(Records for this exercise begins)
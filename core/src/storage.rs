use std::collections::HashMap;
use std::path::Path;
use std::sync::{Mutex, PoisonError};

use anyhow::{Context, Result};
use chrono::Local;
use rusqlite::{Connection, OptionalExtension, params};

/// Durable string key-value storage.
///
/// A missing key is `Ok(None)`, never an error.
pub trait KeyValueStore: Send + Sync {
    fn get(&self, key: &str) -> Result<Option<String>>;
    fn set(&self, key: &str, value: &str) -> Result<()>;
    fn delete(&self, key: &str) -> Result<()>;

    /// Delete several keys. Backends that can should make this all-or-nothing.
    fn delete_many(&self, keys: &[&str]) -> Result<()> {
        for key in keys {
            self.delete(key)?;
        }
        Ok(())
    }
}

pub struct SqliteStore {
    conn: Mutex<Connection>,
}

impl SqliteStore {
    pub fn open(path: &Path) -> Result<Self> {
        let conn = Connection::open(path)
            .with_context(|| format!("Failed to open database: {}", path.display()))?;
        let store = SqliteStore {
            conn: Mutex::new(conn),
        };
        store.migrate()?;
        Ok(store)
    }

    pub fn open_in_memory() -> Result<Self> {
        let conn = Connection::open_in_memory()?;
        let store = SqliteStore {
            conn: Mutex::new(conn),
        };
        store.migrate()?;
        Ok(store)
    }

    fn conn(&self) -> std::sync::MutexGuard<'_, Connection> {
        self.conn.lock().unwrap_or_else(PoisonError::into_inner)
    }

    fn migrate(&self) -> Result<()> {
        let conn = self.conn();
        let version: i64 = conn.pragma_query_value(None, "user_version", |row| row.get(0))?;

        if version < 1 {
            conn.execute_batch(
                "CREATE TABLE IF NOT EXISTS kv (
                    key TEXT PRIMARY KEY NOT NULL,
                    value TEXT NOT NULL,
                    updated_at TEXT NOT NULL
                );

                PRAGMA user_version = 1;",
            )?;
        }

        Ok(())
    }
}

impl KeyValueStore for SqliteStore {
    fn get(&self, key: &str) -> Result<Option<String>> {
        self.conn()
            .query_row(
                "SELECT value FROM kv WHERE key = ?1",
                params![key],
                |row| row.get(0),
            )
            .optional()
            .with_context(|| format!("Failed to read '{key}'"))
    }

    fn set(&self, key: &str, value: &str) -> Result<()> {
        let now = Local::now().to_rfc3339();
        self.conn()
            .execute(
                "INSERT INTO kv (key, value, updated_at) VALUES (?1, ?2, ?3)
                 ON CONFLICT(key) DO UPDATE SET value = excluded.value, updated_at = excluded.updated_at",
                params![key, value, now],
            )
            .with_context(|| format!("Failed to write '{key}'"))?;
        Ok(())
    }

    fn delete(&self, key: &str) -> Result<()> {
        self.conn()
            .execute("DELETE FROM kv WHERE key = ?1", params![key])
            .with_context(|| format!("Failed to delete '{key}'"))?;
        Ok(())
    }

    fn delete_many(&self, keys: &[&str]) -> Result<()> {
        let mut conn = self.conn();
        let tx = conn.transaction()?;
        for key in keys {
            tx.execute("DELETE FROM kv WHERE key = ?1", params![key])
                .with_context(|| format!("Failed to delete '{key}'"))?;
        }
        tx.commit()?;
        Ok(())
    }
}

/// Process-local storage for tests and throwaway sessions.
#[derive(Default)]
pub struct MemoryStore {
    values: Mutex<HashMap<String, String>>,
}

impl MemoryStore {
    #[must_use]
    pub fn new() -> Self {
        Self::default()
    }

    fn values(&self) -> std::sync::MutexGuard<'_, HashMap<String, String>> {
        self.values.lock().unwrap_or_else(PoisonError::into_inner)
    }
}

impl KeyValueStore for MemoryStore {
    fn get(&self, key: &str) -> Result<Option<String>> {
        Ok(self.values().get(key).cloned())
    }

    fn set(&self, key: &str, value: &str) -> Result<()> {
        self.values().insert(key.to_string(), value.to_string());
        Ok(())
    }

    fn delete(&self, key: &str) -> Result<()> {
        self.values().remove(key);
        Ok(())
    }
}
(Records for this exercise ends)
Which lines of the records above contain the word "PoisonError"? Show each of them.

■ Result
use std::sync::{Mutex, PoisonError};
        self.conn.lock().unwrap_or_else(PoisonError::into_inner)
        self.values.lock().unwrap_or_else(PoisonError::into_inner)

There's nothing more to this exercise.